Rival Sons FERAL ROOTS
[Uscita: 25/01/2019]
Stati Uniti
La migliore dimostrazione che il rock degli anni settanta ha avuto un impatto culturale sull’occidente paragonabile a quello di un cambiamento di paradigma sociale è l’impatto che a circa quaranta anni di distanza ancora esercita sulla produzione musicale contemporanea. Al di là della pelosa questione riguardo alla legittima eredità di volta in volta rivendicata da una o l’altra delle band che si spartiscono i celeberrimi quindici minuti di celebrità, ciò che si impone con la forza di un’evidenza innegabile è il fatto incontestabile che esiste ancora una eredità appetibile. Tuttavia facendo finta di stare al gioco, ci sembra che gli americani Rival Sons, a dieci anni da loro discusso esordio, abbiano voluto prendere le distanze dalla generale Zeppelin-mania e scientemente riproporre un epico scontro in sedicesima; il nuovo “Feral Roots” mima in modo quasi indisponente le movenze dei Deep Purple di “Stormbringer”. Salvo poi farcire il tutto con una ventata di Black Keys in grado di provocare quell’ondeggiare piacione che proprio Blackmore e soci non riuscivano a rigurgitare.

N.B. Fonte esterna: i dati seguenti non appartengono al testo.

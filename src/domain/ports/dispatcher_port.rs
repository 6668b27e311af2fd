//! Port for marshaling callbacks onto one logical thread.

/// Marshals a closure onto the application's designated callback thread.
///
/// Success, error, and finish callbacks - and target mutations - always go
/// through this boundary so UI-affecting side effects happen on one logical
/// thread regardless of which worker performed the I/O or decode.
pub trait MainThreadDispatcher: Send + Sync {
    /// Runs or schedules `job` on the dispatch thread.
    fn post(&self, job: Box<dyn FnOnce() + Send>);
}

/// Dispatcher that runs jobs inline on the calling thread.
///
/// The default for headless use and tests; UI embedders supply their own.
#[derive(Debug, Clone, Copy, Default)]
pub struct InlineDispatcher;

impl MainThreadDispatcher for InlineDispatcher {
    fn post(&self, job: Box<dyn FnOnce() + Send>) {
        job();
    }
}
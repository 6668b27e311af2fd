//! Domain layer: entities, errors, ports, and the cancellation primitive.

/// Cooperative cancellation signal shared between a task and its owners.
pub mod cancellation;
/// Core entities: cache keys, image metadata, request parameters.
pub mod entities;
/// Error taxonomy for the loading pipeline.
pub mod errors;
/// Port definitions the core depends on.
pub mod ports;

pub use cancellation::CancellationSignal;
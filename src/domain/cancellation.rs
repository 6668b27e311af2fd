//! Cooperative cancellation.

use std::sync::Arc;
use std::sync::atomic::{AtomicBool, Ordering};

use tokio::sync::Notify;

/// A cheaply cloneable cancellation signal.
///
/// Cancellation is cooperative: raising the signal never interrupts work
/// directly; consumers check [`CancellationSignal::is_cancelled`] at their
/// suspension points, or race a wait against [`CancellationSignal::cancelled`].
#[derive(Debug, Clone, Default)]
pub struct CancellationSignal {
    inner: Arc<SignalInner>,
}

#[derive(Debug, Default)]
struct SignalInner {
    flag: AtomicBool,
    notify: Notify,
}

impl CancellationSignal {
    /// Creates a fresh, unraised signal.
    #[must_use]
    pub fn new() -> Self {
        Self::default()
    }

    /// Raises the signal and wakes every waiter.
    pub fn cancel(&self) {
        self.inner.flag.store(true, Ordering::SeqCst);
        self.inner.notify.notify_waiters();
    }

    /// Returns true once the signal has been raised.
    #[must_use]
    pub fn is_cancelled(&self) -> bool {
        self.inner.flag.load(Ordering::SeqCst)
    }

    /// Completes when the signal is raised. Completes immediately if it
    /// already was.
    pub async fn cancelled(&self) {
        loop {
            if self.is_cancelled() {
                return;
            }
            let notified = self.inner.notify.notified();
            tokio::pin!(notified);
            // Re-check after registering so a concurrent cancel() cannot
            // slip between the check and the wait.
            if self.is_cancelled() {
                return;
            }
            notified.await;
        }
    }
}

La piacevolissima potenza di Do You Worst è nient’altro che la narrazione tagliente di un incontro giocato feralmente, questo sì, ad altezze siderali laddove il marketing si scambia la maglia con l’arte. L’ugola di Jan Buchanan non delude, giganteggia in sicurezza e controllo, affermandosi definitivamente come una tra le migliori voci del rock contemporaneo; allo stesso modo la chitarra di Scott Holiday resuscita antichi furori sepolti da decenni di garbo elettronico. La seguente Sugar The Bone è il miglior esempio della grande crasi messa in musica dai Rival Sons, ritmo avvolgente, cori coinvolgenti e riff spaccaneuroni. E così il prosieguo del disco impegnato a dare una botta al cerchio e uno alla botte trovando negli anni settanta stemperati della title-track un punto di equilibrio precario, passando per le vene country di Look Away, per arrivare alla tentazioni doom, appena sussurrate, di Too Bad. Ma non basta, all’epoca di Spotify occorre mostrare non solo di essere eclettici, ma di esserlo quasi controvoglia, così come distrattamente accurato risulta il soul di Stood By Me variamente ripreso nella conclusiva Shooting Star. Un disco completo e sapientemente screziato che non lascia nulla al caso e che defibrilla il vecchio cuore rock con la gelida razionalità che oggi un prodotto artistico di successo si presuppone debba avere.